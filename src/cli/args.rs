//! CLI argument definitions.

use std::path::PathBuf;

use chrono::NaiveDate;
use clap::{Parser, Subcommand};

use crate::config::{
    BATCH_APP_NAME, BATCH_DATE_FORMAT, DEFAULT_CONFIG_DIR, DEFAULT_SERVER_ENV, SERVER_APP_NAME,
};

/// Author API - HTTP service and batch runner over PostgreSQL
#[derive(Parser, Debug)]
#[command(name = "author-api")]
#[command(author, version, about, long_about = None)]
pub struct Cli {
    /// Enable verbose logging
    #[arg(short, long, global = true)]
    pub verbose: bool,

    /// Environment name selecting `config.<env>.yaml`
    #[arg(short, long, global = true, env = "APP_ENV")]
    pub env: Option<String>,

    /// Directory holding the YAML config files
    #[arg(long, global = true, env = "CONFIG_DIR", default_value = DEFAULT_CONFIG_DIR)]
    pub config_dir: PathBuf,

    #[command(subcommand)]
    pub command: Commands,
}

/// Available CLI commands
#[derive(Subcommand, Debug)]
pub enum Commands {
    /// Start the HTTP server
    Serve(ServeArgs),

    /// Run the batch job
    Batch(BatchArgs),

    /// Run database migrations
    Migrate(MigrateArgs),
}

/// Arguments for the serve command
#[derive(Parser, Debug, Default)]
pub struct ServeArgs {
    /// Host to bind to (overrides config)
    #[arg(short = 'H', long)]
    pub host: Option<String>,

    /// Port to listen on (overrides config)
    #[arg(short, long)]
    pub port: Option<u16>,
}

/// Arguments for the batch command
#[derive(Parser, Debug)]
pub struct BatchArgs {
    /// Business date in yyyyMMdd form
    #[arg(short, long, value_parser = parse_batch_date)]
    pub date: Option<NaiveDate>,
}

/// Arguments for the migrate command
#[derive(Parser, Debug)]
pub struct MigrateArgs {
    #[command(subcommand)]
    pub action: MigrateAction,
}

/// Migration actions
#[derive(Subcommand, Debug)]
pub enum MigrateAction {
    /// Run pending migrations
    Up,
    /// Rollback last migration
    Down,
    /// Show migration status
    Status,
    /// Reset and re-run all migrations
    Fresh,
}

fn parse_batch_date(value: &str) -> Result<NaiveDate, String> {
    NaiveDate::parse_from_str(value, BATCH_DATE_FORMAT)
        .map_err(|e| format!("expected yyyyMMdd, got {value:?}: {e}"))
}

impl Cli {
    /// Environment used to pick the config file.
    ///
    /// `serve` and `migrate` fall back to `dev`; `batch` reads `config.yaml`
    /// when no environment is given.
    pub fn environment(&self) -> Option<String> {
        match (&self.env, &self.command) {
            (Some(env), _) if !env.trim().is_empty() => Some(env.clone()),
            (_, Commands::Batch(_)) => None,
            _ => Some(DEFAULT_SERVER_ENV.to_string()),
        }
    }

    /// Application name used for the log directory.
    pub fn app_name(&self) -> &'static str {
        match self.command {
            Commands::Batch(_) => BATCH_APP_NAME,
            _ => SERVER_APP_NAME,
        }
    }
}

#[cfg(test)]
mod tests {
    use super::*;

    #[test]
    fn serve_defaults_to_dev_environment() {
        let cli = Cli::try_parse_from(["author-api", "serve"]).unwrap();
        assert_eq!(cli.environment().as_deref(), Some("dev"));
        assert_eq!(cli.app_name(), SERVER_APP_NAME);
    }

    #[test]
    fn batch_without_env_uses_plain_config() {
        let cli = Cli::try_parse_from(["author-api", "batch", "--date", "20240131"]).unwrap();
        assert_eq!(cli.environment(), None);
        assert_eq!(cli.app_name(), BATCH_APP_NAME);
        match cli.command {
            Commands::Batch(args) => {
                assert_eq!(args.date, NaiveDate::from_ymd_opt(2024, 1, 31));
            }
            other => panic!("unexpected command: {other:?}"),
        }
    }

    #[test]
    fn explicit_env_wins() {
        let cli = Cli::try_parse_from(["author-api", "-e", "prod", "batch"]).unwrap();
        assert_eq!(cli.environment().as_deref(), Some("prod"));
    }

    #[test]
    fn malformed_batch_date_is_rejected() {
        assert!(Cli::try_parse_from(["author-api", "batch", "--date", "2024-01-31"]).is_err());
    }

    #[test]
    fn serve_overrides_parse() {
        let cli =
            Cli::try_parse_from(["author-api", "serve", "-H", "127.0.0.1", "-p", "9000"]).unwrap();
        match cli.command {
            Commands::Serve(args) => {
                assert_eq!(args.host.as_deref(), Some("127.0.0.1"));
                assert_eq!(args.port, Some(9000));
            }
            other => panic!("unexpected command: {other:?}"),
        }
    }
}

Exercise prompt: Show all lines of the material in which the word "short" can be found.

Solution to the problem:
    #[arg(short, long, global = true)]
    #[arg(short, long, global = true, env = "APP_ENV")]
    #[arg(short = 'H', long)]
    #[arg(short, long)]
    #[arg(short, long, value_parser = parse_batch_date)]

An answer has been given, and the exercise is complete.